Mesafeleri sevmek ve kanunlarla savaşmak zorunda olduğumuz bir çağda göğsünün sol yanını serinletmek için mırıldandığın dualar. Memleket meselelerini dert etmemekle nereye geleceklerini bir türlü çözemediğin adamlar. Hepsi nasıl da yük sırtına...

Sahi, İkinci Dünya Savaşı ne kötüydü değil mi? Sonra, şu kafamda dönüp duran burjuvazi eğilimi. -Elbette beni de yaralıyor memleketin hali- Ama bir saçımı çözesim, bir göğsüne kıvrılasım var ki anlatamam.

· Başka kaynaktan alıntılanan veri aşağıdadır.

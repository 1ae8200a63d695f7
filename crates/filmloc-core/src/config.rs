//! Matching policy and pipeline configuration.

use serde::{Deserialize, Serialize};
use std::str::FromStr;
use tracing::debug;

use crate::error::{Error, Result};

/// String similarity metric used by a fuzzy tier. All scores are in [0, 1].
#[derive(Debug, Clone, Copy, PartialEq, Eq, Serialize, Deserialize)]
#[serde(rename_all = "snake_case")]
pub enum Scorer {
    /// Edit similarity over whitespace tokens sorted alphabetically.
    TokenSort,
    /// Best edit similarity among the shared-token / remainder combinations.
    TokenSet,
    /// Plain normalized Levenshtein similarity.
    Levenshtein,
    /// Jaro-Winkler similarity.
    JaroWinkler,
}

impl std::fmt::Display for Scorer {
    fn fmt(&self, f: &mut std::fmt::Formatter<'_>) -> std::fmt::Result {
        match self {
            Self::TokenSort => write!(f, "token_sort"),
            Self::TokenSet => write!(f, "token_set"),
            Self::Levenshtein => write!(f, "levenshtein"),
            Self::JaroWinkler => write!(f, "jaro_winkler"),
        }
    }
}

impl FromStr for Scorer {
    type Err = Error;

    fn from_str(s: &str) -> Result<Self> {
        match s.trim().to_lowercase().replace('-', "_").as_str() {
            "token_sort" => Ok(Self::TokenSort),
            "token_set" => Ok(Self::TokenSet),
            "levenshtein" => Ok(Self::Levenshtein),
            "jaro_winkler" => Ok(Self::JaroWinkler),
            other => Err(Error::Config(format!("unknown scorer: {}", other))),
        }
    }
}

/// Scorer and acceptance threshold for one fuzzy tier.
#[derive(Debug, Clone, Copy, PartialEq, Serialize, Deserialize)]
pub struct TierPolicy {
    pub scorer: Scorer,
    /// Minimum similarity (inclusive) a candidate needs to be accepted.
    pub threshold: f64,
}

impl TierPolicy {
    pub fn new(scorer: Scorer, threshold: f64) -> Self {
        Self { scorer, threshold }
    }

    fn validate(&self, name: &str) -> Result<()> {
        if !self.threshold.is_finite() || !(0.0..=1.0).contains(&self.threshold) {
            return Err(Error::Config(format!(
                "{} threshold must be in [0, 1], got {}",
                name, self.threshold
            )));
        }
        Ok(())
    }
}

/// Policy for the tiered matcher.
#[derive(Debug, Clone, Copy, PartialEq, Serialize, Deserialize)]
pub struct MatchConfig {
    /// Fuzzy street-address tier. High threshold to keep short strings honest.
    pub address: TierPolicy,
    /// Fuzzy landmark tier, tuned for short proper-noun names.
    pub landmark: TierPolicy,
}

impl Default for MatchConfig {
    fn default() -> Self {
        Self {
            address: TierPolicy::new(Scorer::TokenSort, 0.85),
            landmark: TierPolicy::new(Scorer::TokenSet, 0.90),
        }
    }
}

impl MatchConfig {
    pub fn validate(&self) -> Result<()> {
        self.address.validate("address")?;
        self.landmark.validate("landmark")
    }
}

/// Top-level pipeline configuration.
#[derive(Debug, Clone, Serialize, Deserialize)]
pub struct PipelineConfig {
    pub matching: MatchConfig,
    /// Resolve distinct location keys on the rayon pool.
    pub parallel: bool,
    /// Matched share of records a run is expected to reach.
    pub acceptance_match_ratio: f64,
}

impl Default for PipelineConfig {
    fn default() -> Self {
        Self {
            matching: MatchConfig::default(),
            parallel: true,
            acceptance_match_ratio: 0.95,
        }
    }
}

impl PipelineConfig {
    /// Defaults overridden by `FILMLOC_*` environment variables.
    pub fn from_env() -> Result<Self> {
        Self::from_vars(|key| std::env::var(key).ok())
    }

    /// Defaults overridden by whatever `lookup` returns for each `FILMLOC_*` key.
    pub fn from_vars(lookup: impl Fn(&str) -> Option<String>) -> Result<Self> {
        let mut config = Self::default();

        if let Some(v) = lookup("FILMLOC_ADDRESS_SCORER") {
            config.matching.address.scorer = v.parse()?;
        }
        if let Some(v) = lookup("FILMLOC_ADDRESS_THRESHOLD") {
            config.matching.address.threshold = parse_f64("FILMLOC_ADDRESS_THRESHOLD", &v)?;
        }
        if let Some(v) = lookup("FILMLOC_LANDMARK_SCORER") {
            config.matching.landmark.scorer = v.parse()?;
        }
        if let Some(v) = lookup("FILMLOC_LANDMARK_THRESHOLD") {
            config.matching.landmark.threshold = parse_f64("FILMLOC_LANDMARK_THRESHOLD", &v)?;
        }
        if let Some(v) = lookup("FILMLOC_PARALLEL") {
            config.parallel = matches!(v.trim().to_lowercase().as_str(), "1" | "true" | "yes");
        }
        if let Some(v) = lookup("FILMLOC_ACCEPTANCE_RATIO") {
            config.acceptance_match_ratio = parse_f64("FILMLOC_ACCEPTANCE_RATIO", &v)?;
        }

        config.validate()?;
        debug!("Pipeline config: {:?}", config);
        Ok(config)
    }

    pub fn validate(&self) -> Result<()> {
        self.matching.validate()?;
        if !(0.0..=1.0).contains(&self.acceptance_match_ratio) {
            return Err(Error::Config(format!(
                "acceptance ratio must be in [0, 1], got {}",
                self.acceptance_match_ratio
            )));
        }
        Ok(())
    }
}

fn parse_f64(key: &str, value: &str) -> Result<f64> {
    value
        .trim()
        .parse()
        .map_err(|_| Error::Config(format!("{} is not a number: {:?}", key, value)))
}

Ben belki seni, annen olmak; ben belki seni, dudaklarında soluklanmak isteyerek sevmiyorumdur. Sevmiyorumdur öyle. Ben seni devrim ve doğrulmak isteyerek, ben mesela bilmenin verdiği yükün yarısını alarak omzundan, ben seni beraber dünyayı değiştirmeyi hayal ederek işliyorumdur içime, olmaz mı? Pekala kazanılacak bir savaş olmayabilir de bizimki, sanki kaybeden hiç ganimet bulmaz mı? Biz seninle severek savaşacağız canım; biz, seninle, dünyanın paslı ciğerlerinde, işine gelmeyince sapasağlam atları vuranlara inat, sakat atları severek savaşacağız. Ellerimiz tutmadığında kalemlerimizi sivrilteceğiz, cephanemiz yoksa divitimizi biriktireceğiz. Biz seninle sadece yaşatmak ve yaşayanı sevmek için, çarpışmaktan çok "önce siz ateş edin" demek için. Seninle daha önce görülmemiş şeyleri göstermek için biz olacağız. Koyun koyuna yatan çocuklar ve zafer marşları, biz güçten çok onlara zeval olacağız.

Tamam, kabul ediyorum, hayat bir kumardır; ama bir gözlerimin içine bak, biz seninle hem aşkta hem kumarda kazanacağız.